El Estado Nacional dispuso indemnizar a cinco personas a las que se les violaron sus derechos humanos porque fueron condenadas a prisión perpetua cuando eran menores de edad.

La medida se oficializó este jueves con la publicación en el Boletín Oficial del decreto 1455/2014 y tiene que ver con el cumplimiento de una sentencia dictada por la Corte Interamericana de Derechos Humanos (CorteIDH) en mayo de 2013.

Se trata del caso “Mendoza y otros Vs. Argentina” que se relaciona con la alegada imposición arbitraria de las condenas de prisión perpetua a cuatro personas por hechos que ocurrieron cuando aún eran niños.

Allí, César Alberto Mendoza, Lucas Matías Mendoza, Ricardo David Videla Fernández y Saúl Cristian Roldán Cajal fueron condenados a prisión perpetua y Claudio David Núñez a reclusión perpetua por parte de la Justicia Argentina cuando tenían entre 16 y 17 años respectivamente.

Durante el trámite en el tribunal internacional las víctimas sostuvieron que fueron condenados “habiéndose aplicado con criterio restrictivo el régimen penal juvenil, de la misma manera que si se hubiera tratado de mayores de edad”.

De esta manera se pasó por alto “la importancia de evaluar la necesidad de imponer siquiera la pena de prisión y, en su caso, hacerlo dentro del paradigma de la mínima intervención, que guía el marco convencional juvenil”.

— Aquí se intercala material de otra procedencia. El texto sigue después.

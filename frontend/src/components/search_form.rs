use log::{info, warn};
use wasm_bindgen::closure::Closure;
use wasm_bindgen::JsCast;
use web_sys::{HtmlInputElement, MouseEvent, Node};
use yew::prelude::*;

use crate::host;
use crate::search::{parse_travelers, SearchForm, MAX_TRAVELERS, MIN_TRAVELERS};

fn input_value(e: &InputEvent) -> String {
    let input: HtmlInputElement = e.target_unchecked_into();
    input.value()
}

/// Where / Dates / Travelers pill on the hero. Submitting loads the
/// destinations page with the search in its query string.
#[function_component(SearchBar)]
pub fn search_bar() -> Html {
    let form = use_state(SearchForm::default);
    let show_date_picker = use_state(|| false);
    let error = use_state(|| None::<String>);
    let date_picker_ref = use_node_ref();

    // Close the picker on any click outside it
    {
        let show_date_picker = show_date_picker.clone();
        let date_picker_ref = date_picker_ref.clone();
        use_effect_with_deps(move |_| {
            let document = web_sys::window().and_then(|w| w.document());
            let on_mouse_down = Closure::wrap(Box::new(move |e: MouseEvent| {
                let picker = match date_picker_ref.get() {
                    Some(picker) => picker,
                    None => return,
                };
                let target = e.target().and_then(|t| t.dyn_into::<Node>().ok());
                if !picker.contains(target.as_ref()) {
                    show_date_picker.set(false);
                }
            }) as Box<dyn FnMut(MouseEvent)>);

            if let Some(document) = &document {
                if let Err(err) = document.add_event_listener_with_callback("mousedown", on_mouse_down.as_ref().unchecked_ref()) {
                    warn!("could not watch clicks: {}", host::js_detail(&err));
                }
            }

            move || {
                if let Some(document) = document {
                    if let Err(err) = document.remove_event_listener_with_callback("mousedown", on_mouse_down.as_ref().unchecked_ref()) {
                        warn!("could not remove click listener: {}", host::js_detail(&err));
                    }
                }
            }
        }, ());
    }

    let update = |apply: fn(&mut SearchForm, String)| {
        let form = form.clone();
        let error = error.clone();
        Callback::from(move |e: InputEvent| {
            let mut next = (*form).clone();
            apply(&mut next, input_value(&e));
            form.set(next);
            error.set(None);
        })
    };

    let on_where = update(|f, v| f.where_to = v);
    let on_start = update(|f, v| f.start = v);
    let on_end = update(|f, v| f.end = v);
    let on_travelers = update(|f, v| f.travelers = parse_travelers(&v));

    let toggle_picker = {
        let show_date_picker = show_date_picker.clone();
        Callback::from(move |_: MouseEvent| show_date_picker.set(!*show_date_picker))
    };

    let clear_dates = {
        let form = form.clone();
        Callback::from(move |_: MouseEvent| {
            form.set(SearchForm {
                start: String::new(),
                end: String::new(),
                ..(*form).clone()
            });
        })
    };

    let apply_dates = {
        let show_date_picker = show_date_picker.clone();
        Callback::from(move |_: MouseEvent| show_date_picker.set(false))
    };

    let onsubmit = {
        let form = form.clone();
        let error = error.clone();
        Callback::from(move |e: SubmitEvent| {
            e.prevent_default();
            match form.to_query() {
                Ok(query) => {
                    let href = query.href();
                    info!("Searching destinations: {}", href);
                    if let Err(err) = host::navigate_to(&href) {
                        warn!("{}", err);
                    }
                }
                Err(err) => error.set(Some(err.to_string())),
            }
        })
    };

    html! {
        <form class="hero-search" {onsubmit}>
            <div class="search-pill">
                <div class="search-field">
                    <label for="hero-where" class="search-label">{"Where"}</label>
                    <input
                        id="hero-where"
                        type="text"
                        placeholder="Search destinations"
                        value={form.where_to.clone()}
                        oninput={on_where}
                    />
                </div>

                <div class="search-divider"></div>

                <div class="search-field search-dates" ref={date_picker_ref}>
                    <div class="search-label">{"Dates"}</div>
                    <button type="button" class="search-dates-button" onclick={toggle_picker}>
                        {form.dates_label()}
                    </button>
                    {
                        if *show_date_picker {
                            html! {
                                <div class="date-picker">
                                    <div class="date-picker-grid">
                                        <div>
                                            <div class="date-picker-label">{"Start date"}</div>
                                            <input type="date" value={form.start.clone()} oninput={on_start} />
                                        </div>
                                        <div>
                                            <div class="date-picker-label">{"End date"}</div>
                                            <input
                                                type="date"
                                                value={form.end.clone()}
                                                min={(!form.start.is_empty()).then(|| form.start.clone())}
                                                oninput={on_end}
                                            />
                                        </div>
                                    </div>
                                    <div class="date-picker-actions">
                                        <button type="button" class="date-picker-clear" onclick={clear_dates}>{"Clear"}</button>
                                        <button type="button" class="date-picker-apply" onclick={apply_dates}>{"Apply"}</button>
                                    </div>
                                </div>
                            }
                        } else {
                            html! {}
                        }
                    }
                </div>

                <div class="search-divider"></div>

                <div class="search-field">
                    <label for="hero-travelers" class="search-label">{"Travelers"}</label>
                    <input
                        id="hero-travelers"
                        type="number"
                        min={MIN_TRAVELERS.to_string()}
                        max={MAX_TRAVELERS.to_string()}
                        value={form.travelers.to_string()}
                        oninput={on_travelers}
                    />
                </div>

                <button type="submit" class="search-submit" aria-label="Search">
                    {"🔍"}
                </button>
            </div>
            {
                if let Some(message) = &*error {
                    html! { <p class="search-error">{message}</p> }
                } else {
                    html! {}
                }
            }
        </form>
    }
}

En la sentencia en la que se consideró a la Argentina “responsable internacional” por la violación de los derechos humanos de los jóvenes condenados cuando eran menores la CorteIDH precisó que las penas privativas de libertad perpetuas, por su propia naturaleza, no cumplen con la finalidad de la reintegración social de los niños”.

En este sentido destacó que las penas “implican la máxima exclusión del niño de la sociedad, de tal manera que operan en un sentido meramente retributivo, pues las expectativas de resocialización se anulan a su grado mayor”.

“La desproporcionalidad de las penas impuestas a las cinco víctimas, y el alto impacto psicológico de aquéllas, constituyeron tratos crueles e inhumanos”, dijo en aquel fallo el tribunal internacional.